Background information
- Also known as: The New Six (2023-2024)
- Origin: Seoul, South Korea
- Genres: K-pop; Hip hop;
- Years active: 2022–present
- Label: P Nation
- Members: Taehun; Hyunsoo; Junhyeok; Hwi; Sungjun;
- Past members: Kyungjun;
- Website: pnation.com/artists/13

= TNX (group) =

South Korean boy group

TNX (formerly known as The New Six) is a South Korean boy band formed through SBS TV's reality competition program Loud and managed by P Nation. The group consists of five members: Taehun, Hyunsoo, Junhyeok, Hwi, and Sungjun. Originally a six-piece ensemble, former member Kyungjun left the group in October 2024. They debuted on May 17, 2022, with the released of their first extended play (EP) Way Up.

==Name==
TNX is an acronym for 'The New Six' and refers to the six members in the group's debut lineup.

==History==
===Predebut: Formation through Loud, Tanaka Koki's departure===

TNX was formed through the SBS K-pop reality competition program Loud, which was hosted by two entertainment agencies, JYP Entertainment and P Nation, in South Korea. The show was a collaboration between Psy and Park Jin-young to develop 2 new global boy groups; one under JYP Entertainment and another one under P Nation. The TV program had 75 contestants from various countries who had to prove themselves to be debut-worthy talent. The contestants showed their dancing, composing/arranging, lyric writing, singing, and rapping skills throughout the challenge rounds to the two judges.

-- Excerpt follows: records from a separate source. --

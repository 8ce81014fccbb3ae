//! Machines bound to a scheduler, and the schedulers they run on.
//!
//! Every call on a [`ScheduledStateMachine`] is packaged as a unit of work and
//! handed to its [`Scheduler`]; the caller awaits the result. Callbacks thus
//! always run where the scheduler puts them, whichever thread the caller is on.

use super::awaitable::AwaitableStateMachine;
use super::executor::{Executor, MoveOptions};
use super::TransitionError;
use crate::builder::{Configuration, ConfigurationError, MachineBuilder};
use crate::core::{ParameterizedTrigger, State, Trigger};
use futures::future::BoxFuture;
use futures::FutureExt;
use std::any::Any;
use std::fmt;
use std::future::Future;
use std::io;
use std::panic::AssertUnwindSafe;
use std::sync::Arc;
use tokio::runtime::Handle;
use tokio::sync::{mpsc, oneshot};
use tracing::{debug, error};

/// Runs units of work submitted by a scheduled machine.
///
/// Dropping a unit without running it is allowed; the waiting caller then
/// observes [`TransitionError::Cancelled`].
pub trait Scheduler: Send + Sync + 'static {
    fn schedule(&self, work: BoxFuture<'static, ()>);
}

impl<X: Scheduler + ?Sized> Scheduler for Arc<X> {
    fn schedule(&self, work: BoxFuture<'static, ()>) {
        (**self).schedule(work)
    }
}

/// Spawns work onto a tokio runtime.
#[derive(Clone, Debug)]
pub struct TokioScheduler {
    handle: Handle,
}

impl TokioScheduler {
    pub fn new(handle: Handle) -> Self {
        Self { handle }
    }

    /// The runtime the caller is running in, if any.
    pub fn current() -> Option<Self> {
        Handle::try_current().ok().map(Self::new)
    }
}

impl Scheduler for TokioScheduler {
    fn schedule(&self, work: BoxFuture<'static, ()>) {
        self.handle.spawn(work);
    }
}

/// A dedicated OS thread driving a single-threaded runtime.
///
/// All work runs on that thread. The thread exits once the scheduler is
/// dropped and the submitted work has been taken off the channel.
pub struct WorkerScheduler {
    tx: mpsc::UnboundedSender<BoxFuture<'static, ()>>,
    thread_name: String,
}

impl WorkerScheduler {
    pub fn spawn(name: impl Into<String>) -> io::Result<Self> {
        let thread_name = name.into();
        let runtime = tokio::runtime::Builder::new_current_thread()
            .enable_all()
            .build()?;
        let (tx, mut rx) = mpsc::unbounded_channel::<BoxFuture<'static, ()>>();

        let worker = thread_name.clone();
        std::thread::Builder::new()
            .name(thread_name.clone())
            .spawn(move || {
                runtime.block_on(async move {
                    while let Some(work) = rx.recv().await {
                        let worker = worker.clone();
                        tokio::spawn(async move {
                            if AssertUnwindSafe(work).catch_unwind().await.is_err() {
                                error!(worker = %worker, "scheduled work panicked");
                            }
                        });
                    }
                    debug!(worker = %worker, "scheduler closed");
                });
            })?;

        Ok(Self { tx, thread_name })
    }

    pub fn thread_name(&self) -> &str {
        &self.thread_name
    }
}

impl fmt::Debug for WorkerScheduler {
    fn fmt(&self, f: &mut fmt::Formatter<'_>) -> fmt::Result {
        f.debug_struct("WorkerScheduler")
            .field("thread_name", &self.thread_name)
            .field("closed", &self.tx.is_closed())
            .finish()
    }
}

impl Scheduler for WorkerScheduler {
    fn schedule(&self, work: BoxFuture<'static, ()>) {
        if self.tx.send(work).is_err() {
            error!(worker = %self.thread_name, "scheduler thread is gone, work dropped");
        }
    }
}

/// Awaitable machine whose transitions all run on a [`Scheduler`].
///
/// Exclusion follows [`AwaitableStateMachine`]: a request that reaches the
/// machine while another transition is in flight fails with
/// [`TransitionError::InTransition`].
pub struct ScheduledStateMachine<S, T> {
    machine: Arc<AwaitableStateMachine<S, T>>,
    scheduler: Arc<dyn Scheduler>,
}

impl<S, T> Clone for ScheduledStateMachine<S, T> {
    fn clone(&self) -> Self {
        Self {
            machine: Arc::clone(&self.machine),
            scheduler: Arc::clone(&self.scheduler),
        }
    }
}

impl<S: State, T: Trigger> ScheduledStateMachine<S, T> {
    pub fn new<X: Scheduler>(
        configuration: Configuration<S, T>,
        initial: S,
        scheduler: X,
    ) -> Result<Self, ConfigurationError> {
        MachineBuilder::new(configuration)
            .initial(initial)
            .build_scheduled(scheduler)
    }

    pub(crate) fn from_executor(executor: Executor<S, T>, scheduler: Arc<dyn Scheduler>) -> Self {
        Self {
            machine: Arc::new(AwaitableStateMachine::from_executor(executor)),
            scheduler,
        }
    }

    pub async fn fire(&self, trigger: T) -> Result<(), TransitionError> {
        let machine = Arc::clone(&self.machine);
        self.dispatch(async move { machine.fire(trigger).await })
            .await
            .unwrap_or(Err(TransitionError::Cancelled))
    }

    pub async fn fire_with<A: Any + Send>(
        &self,
        trigger: &ParameterizedTrigger<T, A>,
        argument: A,
    ) -> Result<(), TransitionError> {
        let machine = Arc::clone(&self.machine);
        let trigger = trigger.clone();
        self.dispatch(async move { machine.fire_with(&trigger, argument).await })
            .await
            .unwrap_or(Err(TransitionError::Cancelled))
    }

    pub async fn move_to_state(&self, state: S, options: MoveOptions) -> Result<(), TransitionError> {
        let machine = Arc::clone(&self.machine);
        self.dispatch(async move { machine.move_to_state(state, options).await })
            .await
            .unwrap_or(Err(TransitionError::Cancelled))
    }

    /// Evaluated on the scheduler, like a transition. False if the work was
    /// dropped.
    pub async fn can_handle(&self, trigger: &T) -> bool {
        let machine = Arc::clone(&self.machine);
        let trigger = trigger.clone();
        self.dispatch(async move { machine.can_handle(&trigger).await })
            .await
            .unwrap_or(false)
    }

    pub fn is_in_transition(&self) -> bool {
        self.machine.is_in_transition()
    }

    async fn dispatch<F, R>(&self, work: F) -> Option<R>
    where
        F: Future<Output = R> + Send + 'static,
        R: Send + 'static,
    {
        let (tx, rx) = oneshot::channel();
        self.scheduler.schedule(Box::pin(async move {
            let _ = tx.send(work.await);
        }));
        rx.await.ok()
    }

    fn executor(&self) -> &Executor<S, T> {
        self.machine.executor()
    }
}

machine_accessors!(ScheduledStateMachine);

Loud premiered on June 5, 2021 and was broadcast every Saturday at 21:00 (KST) on SBS TV. The TV program's finale was on September 11, 2021 with Kyungjun, Taehun, Hyunsoo, Junhyeok, Hwi, Sungjun and Tanaka Koki being selected as the final members of P Nation's new boy group. However, on January 24, 2022, P Nation announced that Koki Tanaka (13 years old at the time) would not debut in the final group in order to pursue further training at P Nation.

=== 2022–2023: Debut with Way Up, Junhyeok's hiatus, Love Never Dies and Boyhood===
On March 29, 2022, it was announced the group would be officially called TNX, and they would make their official debut on May 17, 2022. On April 25, it was announced that the group would debut their first EP Way Up.

In January 2023, their agency P Nation announced through their official fancafe that member Junhyeok would be temporarily halting activities due to health concerns.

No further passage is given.